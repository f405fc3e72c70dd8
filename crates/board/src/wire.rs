//! Request and response bodies exchanged over `/api/prices`.

use serde::{Deserialize, Serialize};

use crate::{PriceSnapshot, PricedItem};

#[derive(Debug, Clone, Serialize, Deserialize)]
pub struct UpdateRequest {
    pub data: Vec<PricedItem>,
}

#[derive(Debug, Clone, Serialize, Deserialize)]
pub struct UpdateResponse {
    pub success: bool,
    pub data: PriceSnapshot,
}

#[derive(Debug, Clone, Serialize, Deserialize)]
pub struct ErrorBody {
    pub error: String,
}

impl ErrorBody {
    pub fn new(message: impl Into<String>) -> Self {
        Self {
            error: message.into(),
        }
    }
}

#[derive(Debug, Clone, PartialEq, Eq, Serialize, Deserialize)]
pub struct ShopInfo {
    pub name: String,
    pub address: String,
    pub hotline: String,
}

pub const PRICES_PATH: &str = "/api/prices";
pub const SHOP_PATH: &str = "/api/shop";
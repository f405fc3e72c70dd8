//! Shared price board model: items, snapshots and the HTTP wire bodies.

use chrono::{DateTime, Utc};
use serde::{Deserialize, Serialize};

pub mod wire;

/// Upper bound for a buy/sell price. The store keeps prices as signed 64-bit integers.
pub const MAX_PRICE: u64 = i64::MAX as u64;

#[derive(Debug, Clone, PartialEq, Eq, Serialize, Deserialize)]
pub struct PricedItem {
    pub id: i64,
    pub name: String,
    pub buy: u64,
    pub sell: u64,
}

impl PricedItem {
    pub fn new(id: i64, name: impl Into<String>, buy: u64, sell: u64) -> Self {
        Self {
            id,
            name: name.into(),
            buy,
            sell,
        }
    }
}

/// Immutable view of the whole price list at one instant.
///
/// Serializes as `{ "data": [...], "updatedAt": "<rfc3339>" }`.
#[derive(Debug, Clone, PartialEq, Eq, Serialize, Deserialize)]
pub struct PriceSnapshot {
    #[serde(rename = "data")]
    pub items: Vec<PricedItem>,
    #[serde(rename = "updatedAt")]
    pub updated_at: DateTime<Utc>,
}

impl PriceSnapshot {
    pub fn new(items: Vec<PricedItem>, updated_at: DateTime<Utc>) -> Self {
        Self { items, updated_at }
    }

    pub fn get(&self, id: i64) -> Option<&PricedItem> {
        self.items.iter().find(|item| item.id == id)
    }

    pub fn len(&self) -> usize {
        self.items.len()
    }

    pub fn is_empty(&self) -> bool {
        self.items.is_empty()
    }
}

/// Items written on the first read of an empty store.
pub fn default_items() -> Vec<PricedItem> {
    vec![
        PricedItem::new(1, "SJC 9999", 82_500_000, 83_500_000),
        PricedItem::new(2, "SJC 980", 80_200_000, 82_200_000),
        PricedItem::new(3, "PNJ 9999", 82_400_000, 83_400_000),
        PricedItem::new(4, "DOJI 9999", 82_300_000, 83_600_000),
        PricedItem::new(5, "Bảo Tín 9999", 82_100_000, 83_500_000),
    ]
}

/// Returns the first id that occurs more than once.
pub fn first_duplicate_id(items: &[PricedItem]) -> Option<i64> {
    let mut seen = std::collections::HashSet::with_capacity(items.len());
    items.iter().map(|item| item.id).find(|id| !seen.insert(*id))
}

/// Groups thousands with `.`: `82500000` becomes `82.500.000`.
pub fn format_price(price: u64) -> String {
    let digits = price.to_string();
    let mut out = String::with_capacity(digits.len() + digits.len() / 3);
    for (idx, ch) in digits.chars().enumerate() {
        if idx > 0 && (digits.len() - idx) % 3 == 0 {
            out.push('.');
        }
        out.push(ch);
    }
    out
}
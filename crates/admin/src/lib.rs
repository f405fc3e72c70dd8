//! Operator-side editing of the price list.

mod gate;
mod input;
mod session;

pub use gate::{AdminGate, GateOutcome, MAX_ATTEMPTS};
pub use input::normalize_price;
pub use session::{
    AdminEditSession, Confirm, DeleteOutcome, EditState, Field, Notice, NoticeKind, SessionError,
    NEW_ROW_NAME,
};
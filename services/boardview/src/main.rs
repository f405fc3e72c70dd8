use std::io::{self, Write};
use std::sync::Arc;
use std::time::Duration;

use anyhow::Result;
use boardview::BoardView;
use clap::Parser;
use scroller::{ScrollConfig, ScrollDriver};
use sync::{HttpPriceSource, SnapshotCache, SyncClient};
use tokio::io::{AsyncBufReadExt, BufReader};
use tokio::time::{sleep_until, Instant};
use tracing::{info, warn, Level};

#[derive(Parser, Debug)]
struct Cli {
    #[arg(long, env = "PRICE_BOARD_URL", default_value = "http://127.0.0.1:8080")]
    endpoint: String,

    /// Start in TV mode with auto-scrolling.
    #[arg(long, env = "BOARD_TV")]
    tv: bool,

    /// Rows visible at once in TV mode.
    #[arg(long, env = "BOARD_ROWS", default_value_t = 8)]
    rows: usize,

    #[arg(long, env = "BOARD_POLL_SECS", default_value_t = 3)]
    interval_secs: u64,
}

const CLEAR: &str = "\x1b[2J\x1b[H";

#[tokio::main]
async fn main() -> Result<()> {
    tracing_subscriber::fmt()
        .with_max_level(Level::WARN)
        .with_env_filter(tracing_subscriber::EnvFilter::from_default_env())
        .with_writer(io::stderr)
        .init();

    let cli = Cli::parse();
    let source = Arc::new(HttpPriceSource::new(&cli.endpoint)?);

    let shop = match source.fetch_shop().await {
        Ok(shop) => Some(shop),
        Err(err) => {
            warn!(error = %err, "shop info unavailable");
            None
        }
    };

    let sync = SyncClient::new(Arc::clone(&source), SnapshotCache::new())
        .with_period(Duration::from_secs(cli.interval_secs.max(1)))
        .spawn();
    let scroll = ScrollDriver::spawn(ScrollConfig::default());
    scroll.set_kiosk(cli.tv);

    let mut states = sync.subscribe();
    let mut frames = scroll.subscribe();
    let mut view = BoardView::new(shop, cli.rows, cli.tv);
    let mut lines = BufReader::new(tokio::io::stdin()).lines();
    let mut stdin_open = true;

    let ctrl_c = tokio::signal::ctrl_c();
    tokio::pin!(ctrl_c);

    info!(endpoint = %cli.endpoint, tv = cli.tv, "board display started");

    loop {
        let deadline = view.highlight_deadline();
        tokio::select! {
            changed = states.changed() => {
                if changed.is_err() {
                    break;
                }
                let state = states.borrow_and_update().clone();
                if view.apply(&state, Instant::now()) {
                    scroll.resize(view.content_height(), view.viewport_height());
                }
            }
            changed = frames.changed() => {
                if changed.is_err() {
                    break;
                }
            }
            line = lines.next_line(), if stdin_open => match line {
                Ok(Some(line)) => match line.trim() {
                    "t" => scroll.set_kiosk(view.toggle_tv()),
                    "r" => sync.revalidate(),
                    "q" => break,
                    _ => {}
                },
                Ok(None) => stdin_open = false,
                Err(err) => {
                    warn!(error = %err, "stdin closed");
                    stdin_open = false;
                }
            },
            _ = async {
                match deadline {
                    Some(deadline) => sleep_until(deadline).await,
                    None => std::future::pending().await,
                }
            } => {
                view.expire(Instant::now());
            }
            _ = &mut ctrl_c => break,
        }

        let position = frames.borrow_and_update().position;
        let mut out = io::stdout().lock();
        write!(out, "{CLEAR}{}", view.render(position))?;
        out.flush()?;
    }

    sync.shutdown().await;
    scroll.shutdown().await;
    Ok(())
}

What is expected =
Show the lines of the entries that include the string "endpoint", copying each in full.

Solution to this exercise =
    endpoint: String,
    let source = Arc::new(HttpPriceSource::new(&cli.endpoint)?);
    info!(endpoint = %cli.endpoint, tv = cli.tv, "board display started");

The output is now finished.